Ukraińskie Ministerstwo Obrony poinformowało w niedzielę, że Rosja w trwających od czwartku walkach straciła 150 czołgów, ponad 700 samochodów opancerzonych oraz 4300 żołnierzy. Walki trwają na wschodzie, na południu i na północy kraju. Do zamknięcia tego numeru "Rz" Rosjanie bezskutecznie próbowali wedrzeć się do stolicy od strony zachodniej.
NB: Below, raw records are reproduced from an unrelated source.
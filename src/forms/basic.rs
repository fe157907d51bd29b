//! Basic category: text and number display, the LED image forms, pausing,
//! and the two unconditional entry points.

use regex::Captures;

use crate::encoder::{EncodeInput, Fragment, Precedence};
use crate::graph::Graph;
use crate::model::{fields, Arg, Capability, FieldMap, NodeId, Template, Value};
use crate::registry::{Form, Registry};
use crate::Result;
use super::{attach_shadow, discard_on_err, group, parse_int, parse_number};

const BLANK_MATRIX: &str = ".....\n.....\n.....\n.....\n.....";

/// Named 5×5 icons, rows top to bottom, `1` = lit.
pub const ICONS: [(&str, [&str; 5]); 6] = [
    ("HEART", ["01010", "11111", "11111", "01110", "00100"]),
    ("SMALL_HEART", ["00000", "01010", "01110", "00100", "00000"]),
    ("HAPPY", ["00000", "01010", "00000", "10001", "01110"]),
    ("SAD", ["00000", "01010", "01110", "10001", "00000"]),
    ("YES", ["00001", "00010", "00100", "01000", "10000"]),
    ("NO", ["10001", "01010", "00100", "01010", "10001"]),
];

/// Rows of a named icon; unknown names fall back to HEART.
pub fn icon_rows(name: &str) -> [&'static str; 5] {
    ICONS
        .iter()
        .find(|(n, _)| *n == name)
        .map_or(ICONS[0].1, |(_, rows)| *rows)
}

// ============================================================================
// show_string / show_number
// ============================================================================

pub(super) fn show_string() -> Result<Form> {
    let template = Template::statement("show string %1")
        .arg(Arg::value("TEXT", Some(Capability::String)))
        .tooltip("Show a string on the display");
    Ok(Form::new(
        "show_string",
        template,
        r#"basic\.show_string\((?:"([^"]*)"|'([^']*)')\)"#,
        encode_show_string,
    )?
    .with_category("Basic")
    .gated()
    .with_decode(decode_show_string)
    .with_construct(construct_show_string))
}

fn decode_show_string(caps: &Captures<'_>) -> Result<FieldMap> {
    let text = caps.get(1).or_else(|| caps.get(2)).map_or("", |m| m.as_str());
    Ok(fields([("TEXT", text)]))
}

/// The literal becomes a `text` shadow in the TEXT slot.
fn construct_show_string(
    graph: &mut Graph,
    registry: &Registry,
    form: &Form,
    mut map: FieldMap,
) -> Result<NodeId> {
    let text = map.remove("TEXT");
    let id = graph.create_node(registry, form.type_name(), map)?;
    if let Some(text) = text {
        let shadow = attach_shadow(graph, registry, id, "TEXT", "text", fields([("TEXT", text)]));
        discard_on_err(graph, id, shadow)?;
    }
    Ok(id)
}

fn encode_show_string(input: &EncodeInput<'_>) -> Result<Fragment> {
    let text = input.value("TEXT", Precedence::NONE, "\"\"");
    Ok(Fragment::statement(format!("basic.show_string({text})\n")))
}

pub(super) fn show_number() -> Result<Form> {
    let template = Template::statement("show number %1")
        .arg(Arg::value("NUM", Some(Capability::Number)))
        .tooltip("Show a number on the display");
    Ok(Form::new(
        "show_number",
        template,
        r"basic\.show_number\((-?\d+(?:\.\d+)?)\)",
        encode_show_number,
    )?
    .with_category("Basic")
    .gated()
    .with_decode(decode_show_number)
    .with_construct(construct_show_number))
}

fn decode_show_number(caps: &Captures<'_>) -> Result<FieldMap> {
    Ok(fields([("NUM", parse_number("show_number", group(caps, 1))?)]))
}

/// The literal becomes a `math_number` shadow in the NUM slot.
fn construct_show_number(
    graph: &mut Graph,
    registry: &Registry,
    form: &Form,
    mut map: FieldMap,
) -> Result<NodeId> {
    let num = map.remove("NUM").unwrap_or(Value::Int(0));
    let id = graph.create_node(registry, form.type_name(), map)?;
    let shadow = attach_shadow(graph, registry, id, "NUM", "math_number", fields([("NUM", num)]));
    discard_on_err(graph, id, shadow)?;
    Ok(id)
}

fn encode_show_number(input: &EncodeInput<'_>) -> Result<Fragment> {
    let num = input.value("NUM", Precedence::NONE, "0");
    Ok(Fragment::statement(format!("basic.show_number({num})\n")))
}

// ============================================================================
// basic_show_leds
// ============================================================================

pub(super) fn basic_show_leds() -> Result<Form> {
    let template = Template::statement("show leds %1")
        .arg(Arg::led_matrix("MATRIX", BLANK_MATRIX))
        .tooltip("Draw a 5×5 image and show it on the LED screen");
    Ok(Form::new(
        "basic_show_leds",
        template,
        r#"basic\.show_leds\(\s*(?:"""|''')([\s\S]*?)(?:"""|''')\s*\)"#,
        encode_basic_show_leds,
    )?
    .with_category("Basic")
    .gated()
    .with_decode(decode_basic_show_leds))
}

/// Keep the first five `#`/`.` markers of the first five lines, padding
/// short rows and missing lines with `.`.
fn normalize_matrix(raw: &str) -> [String; 5] {
    let raw = raw.replace('\r', "");
    let mut lines = raw.split('\n');
    std::array::from_fn(|_| {
        let line = lines.next().unwrap_or("");
        let mut row: String = line.chars().filter(|c| matches!(c, '#' | '.')).take(5).collect();
        while row.len() < 5 {
            row.push('.');
        }
        row
    })
}

fn decode_basic_show_leds(caps: &Captures<'_>) -> Result<FieldMap> {
    let inner = group(caps, 1);
    // Content usually starts on the line after the opening quotes.
    let inner = inner.strip_prefix('\n').unwrap_or(inner);
    Ok(fields([("MATRIX", normalize_matrix(inner).join("\n"))]))
}

fn encode_basic_show_leds(input: &EncodeInput<'_>) -> Result<Fragment> {
    let rows = normalize_matrix(&input.field_text("MATRIX"));
    let body: Vec<String> = rows
        .iter()
        .map(|row| row.chars().map(String::from).collect::<Vec<_>>().join(" "))
        .collect();
    Ok(Fragment::statement(format!("basic.show_leds(\"\"\"\n{}\n\"\"\")\n", body.join("\n"))))
}

// ============================================================================
// pause / show_icon
// ============================================================================

pub(super) fn pause() -> Result<Form> {
    let template = Template::statement("pause %1 ms")
        .arg(Arg::number("TIME", 1000.0))
        .tooltip("Pause execution");
    Ok(Form::new("pause", template, r"basic\.pause\((\d+)\)", encode_pause)?
        .with_category("Basic")
        .gated()
        .with_decode(decode_pause))
}

fn decode_pause(caps: &Captures<'_>) -> Result<FieldMap> {
    Ok(fields([("TIME", parse_int("pause", caps, 1)?)]))
}

fn encode_pause(input: &EncodeInput<'_>) -> Result<Fragment> {
    Ok(Fragment::statement(format!("basic.pause({})\n", input.field_or("TIME", "1000"))))
}

pub(super) fn show_icon() -> Result<Form> {
    let template = Template::statement("show icon %1")
        .arg(Arg::icon("ICON", "HEART"))
        .tooltip("Show a predefined icon on the LED matrix");
    Ok(Form::new("show_icon", template, r"display\.show\(Image\.([A-Z_]+)\)", encode_show_icon)?
        .with_category("Basic")
        .gated()
        .with_decode(decode_show_icon))
}

fn decode_show_icon(caps: &Captures<'_>) -> Result<FieldMap> {
    let name = group(caps, 1).to_uppercase();
    let known = ICONS.iter().any(|(n, _)| *n == name);
    Ok(fields([("ICON", if known { name } else { "HEART".to_string() })]))
}

/// Clear the whole matrix, then light the icon's pixels.
fn encode_show_icon(input: &EncodeInput<'_>) -> Result<Fragment> {
    let rows = icon_rows(&input.field_text("ICON"));
    let mut code = String::new();
    for y in 0..5 {
        for x in 0..5 {
            code.push_str(&format!("led.unplot({x}, {y})\n"));
        }
    }
    for (y, row) in rows.iter().enumerate() {
        for (x, c) in row.chars().enumerate() {
            if c == '1' {
                code.push_str(&format!("led.plot({x}, {y})\n"));
            }
        }
    }
    Ok(Fragment::statement(code))
}

// ============================================================================
// Entry points
// ============================================================================

pub(super) fn forever() -> Result<Form> {
    let template = Template::statement("forever %1 %2")
        .arg(Arg::Dummy)
        .arg(Arg::statement("DO"))
        .tooltip("Runs code forever");
    Ok(Form::new(
        "forever",
        template,
        r"^(?:def\s+on_forever\s*\(\s*\)\s*:|while\s+True\s*:)",
        encode_forever,
    )?
    .with_category("Basic")
    .container())
}

fn encode_forever(input: &EncodeInput<'_>) -> Result<Fragment> {
    Ok(Fragment::statement(format!(
        "def on_forever():\n{}{}basic.forever(on_forever)\n",
        input.globals_line(),
        input.body("DO"),
    )))
}

pub(super) fn on_start() -> Result<Form> {
    let template = Template::event("on start %1 %2")
        .arg(Arg::Dummy)
        .arg(Arg::statement("DO"))
        .tooltip("Runs once at the start");
    Ok(Form::new("on_start", template, r"def\s+on_start\(\s*\)\s*:", encode_on_start)?
        .with_category("Basic")
        .container())
}

fn encode_on_start(input: &EncodeInput<'_>) -> Result<Fragment> {
    Ok(Fragment::statement(format!(
        "def on_start():\n{}{}\non_start()\n",
        input.globals_line(),
        input.body("DO"),
    )))
}
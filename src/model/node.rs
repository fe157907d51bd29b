//! Node: one form instance placed in a graph.

use indexmap::IndexMap;
use serde::{Deserialize, Serialize};

use super::{Capability, FieldMap, Shape, Value};

/// Opaque node identifier.
#[derive(Debug, Clone, Copy, PartialEq, Eq, Hash, PartialOrd, Ord, Serialize, Deserialize)]
pub struct NodeId(pub u64);

impl std::fmt::Display for NodeId {
    fn fmt(&self, f: &mut std::fmt::Formatter<'_>) -> std::fmt::Result {
        write!(f, "{}", self.0)
    }
}

/// A connection point owned by a node.
#[derive(Debug, Clone, Copy, PartialEq, Eq, Serialize, Deserialize)]
#[serde(tag = "kind", rename_all = "snake_case")]
pub enum Slot {
    /// Holds at most one expression subgraph of a compatible capability.
    Value { check: Option<Capability>, child: Option<NodeId> },
    /// Holds the head of a statement chain.
    Statement { head: Option<NodeId> },
}

impl Slot {
    pub fn occupant(&self) -> Option<NodeId> {
        match self {
            Slot::Value { child, .. } => *child,
            Slot::Statement { head } => *head,
        }
    }

    pub fn is_statement(&self) -> bool {
        matches!(self, Slot::Statement { .. })
    }
}

/// A node in the block graph.
#[derive(Debug, Clone, PartialEq, Serialize, Deserialize)]
pub struct Node {
    pub id: NodeId,
    /// Foreign key into the form registry.
    pub type_name: String,
    pub fields: FieldMap,
    /// Slots in declaration order (template order, then slots added later).
    pub slots: IndexMap<String, Slot>,
    pub shape: Shape,
    pub enabled: bool,
    /// Default literal filled in for an empty slot; replaced on connect.
    pub shadow: bool,
    /// Owner of record: the slot owner, or the previous statement in a chain.
    pub parent: Option<NodeId>,
    /// Next statement in the chain.
    pub next: Option<NodeId>,
}

impl Node {
    pub fn new(id: NodeId, type_name: impl Into<String>, shape: Shape) -> Self {
        Self {
            id,
            type_name: type_name.into(),
            fields: FieldMap::new(),
            slots: IndexMap::new(),
            shape,
            enabled: true,
            shadow: false,
            parent: None,
            next: None,
        }
    }

    pub fn with_field(mut self, key: impl Into<String>, value: impl Into<Value>) -> Self {
        self.fields.insert(key.into(), value.into());
        self
    }

    pub fn get(&self, key: &str) -> Option<&Value> {
        self.fields.get(key)
    }

    /// Field rendered as source text, empty when unset.
    pub fn field_text(&self, key: &str) -> String {
        self.fields.get(key).map(ToString::to_string).unwrap_or_default()
    }

    pub fn slot(&self, name: &str) -> Option<&Slot> {
        self.slots.get(name)
    }

    pub fn value_child(&self, name: &str) -> Option<NodeId> {
        match self.slots.get(name) {
            Some(Slot::Value { child, .. }) => *child,
            _ => None,
        }
    }

    pub fn statement_head(&self, name: &str) -> Option<NodeId> {
        match self.slots.get(name) {
            Some(Slot::Statement { head }) => *head,
            _ => None,
        }
    }

    /// Everything this node owns, in slot order, followed by the next
    /// statement in its chain.
    pub fn children(&self) -> impl Iterator<Item = NodeId> + '_ {
        self.slots.values().filter_map(Slot::occupant).chain(self.next)
    }

    pub fn is_root(&self) -> bool {
        self.parent.is_none()
    }
}

#[cfg(test)]
mod tests {
    use super::*;

    #[test]
    fn test_children_order_is_slots_then_next() {
        let mut node = Node::new(NodeId(1), "controls_if", Shape::Statement { previous: true, next: true });
        node.slots.insert("IF0".into(), Slot::Value { check: None, child: Some(NodeId(2)) });
        node.slots.insert("DO0".into(), Slot::Statement { head: Some(NodeId(3)) });
        node.next = Some(NodeId(4));
        assert_eq!(node.children().collect::<Vec<_>>(), vec![NodeId(2), NodeId(3), NodeId(4)]);
    }

    #[test]
    fn test_field_text() {
        let node = Node::new(NodeId(1), "pause", Shape::Statement { previous: true, next: true })
            .with_field("TIME", 100);
        assert_eq!(node.field_text("TIME"), "100");
        assert_eq!(node.field_text("MISSING"), "");
    }
}
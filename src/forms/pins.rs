//! Analog pin access. These forms carry no category.

use regex::Captures;

use crate::encoder::{EncodeInput, Fragment, Precedence};
use crate::model::{fields, Arg, Capability, FieldMap, Template};
use crate::registry::Form;
use crate::Result;
use super::{group, parse_int};

const PINS: [(&str, &str); 3] = [("0", "0"), ("1", "1"), ("2", "2")];

pub(super) fn microbit_pin_read() -> Result<Form> {
    let template = Template::expression("read analog pin %1", Some(Capability::Number))
        .arg(Arg::dropdown("PIN", &PINS))
        .tooltip("Read analog value from pin");
    Ok(Form::new("microbit_pin_read", template, r"pin(\d+)\.read_analog\(\)", encode_pin_read)?
        .with_decode(|caps| Ok(fields([("PIN", group(caps, 1))]))))
}

fn encode_pin_read(input: &EncodeInput<'_>) -> Result<Fragment> {
    let pin = input.field_or("PIN", "0");
    Ok(Fragment::expression(format!("pin{pin}.read_analog()"), Precedence::CALL))
}

pub(super) fn microbit_pin_write() -> Result<Form> {
    let template = Template::statement("write analog pin %1 value %2")
        .arg(Arg::dropdown("PIN", &PINS))
        .arg(Arg::bounded("VALUE", 512.0, 0.0, 1023.0))
        .tooltip("Write analog value to pin");
    Ok(Form::new(
        "microbit_pin_write",
        template,
        r"pin(\d+)\.write_analog\((\d+)\)",
        encode_pin_write,
    )?
    .with_decode(decode_pin_write))
}

fn decode_pin_write(caps: &Captures<'_>) -> Result<FieldMap> {
    let mut map = fields([("PIN", group(caps, 1))]);
    map.insert("VALUE".into(), parse_int("microbit_pin_write", caps, 2)?);
    Ok(map)
}

fn encode_pin_write(input: &EncodeInput<'_>) -> Result<Fragment> {
    Ok(Fragment::statement(format!(
        "pin{}.write_analog({})\n",
        input.field_or("PIN", "0"),
        input.field_or("VALUE", "512"),
    )))
}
– Ich siły dokonują chaotycznych ruchów pod ogniem naszej artylerii. Z przechwyconych rozmów rosyjskich wojskowych wynika, że panikują i nie wiedzą, co robić – mówił „Rzeczpospolitej" w niedzielę nad ranem kapitan Ołeksij Arestowycz, doradca w biurze ukraińskiego prezydenta. Nie chciał zdradzić, jakie straty poniosło ukraińskie wojsko. – Dane podamy później, w czasie wojny tego się nie robi – mówi.
Czytaj więcej
– Musimy wyciągnąć pomocną dłoń do Ukrainy, która znajduje się w dramatycznej potrzebie. Nie ma innej możliwej odpowiedzi na agresję Putina – oświadczył w Bundestagu kanclerz Scholz.
Kreml nad ranem wysłał do białoruskiego Homla swoich przedstawicieli i oświadczył, że będą czekali na ukraińską delegację. Od początku agresji Rosja wykorzystuje terytorium Białorusi do inwazji od północy, co otwarcie przyznał Aleksander Łukaszenko. W niedzielę ukraiński MSZ ostrzegał, że dyktator może też wysłać do boju żołnierzy białoruskiej armii. Dlatego rzecznik ukraińskiego prezydenta Serhij Nykyforow odrzucił propozycję spotkania na terytorium Białorusi. Zdradził też, że Rosjanie domagali się złożenia broni przez Ukraińców. Zaproponował spotkanie np. w Warszawie, Budapeszcie, Baku czy w Stambule.
Warunki Kijowa
Jednak kilka godzin potem Wołodymyr Zełenski odbył rozmowę telefoniczną z białoruskim dyktatorem. Biuro ukraińskiego prezydenta potwierdziło, że Kijów wysłał przedstawicieli na granicę ukraińsko-białoruską w okolicy rzeki Prypeć. Poinformowano też, że Rosjanie zgodzili się na rozmowę bez stawiania żadnych warunków. – Nie bardzo wierzę w wynik tego spotkania, ale niech spróbują. Żeby żaden Ukrainiec nie miał najmniejszej wątpliwości, że jako prezydent nie próbowałem powstrzymać wojny – oświadczył Zełenski. W momencie oddawania tego wydania „Rz" do druku wynik rozmów nie był znany.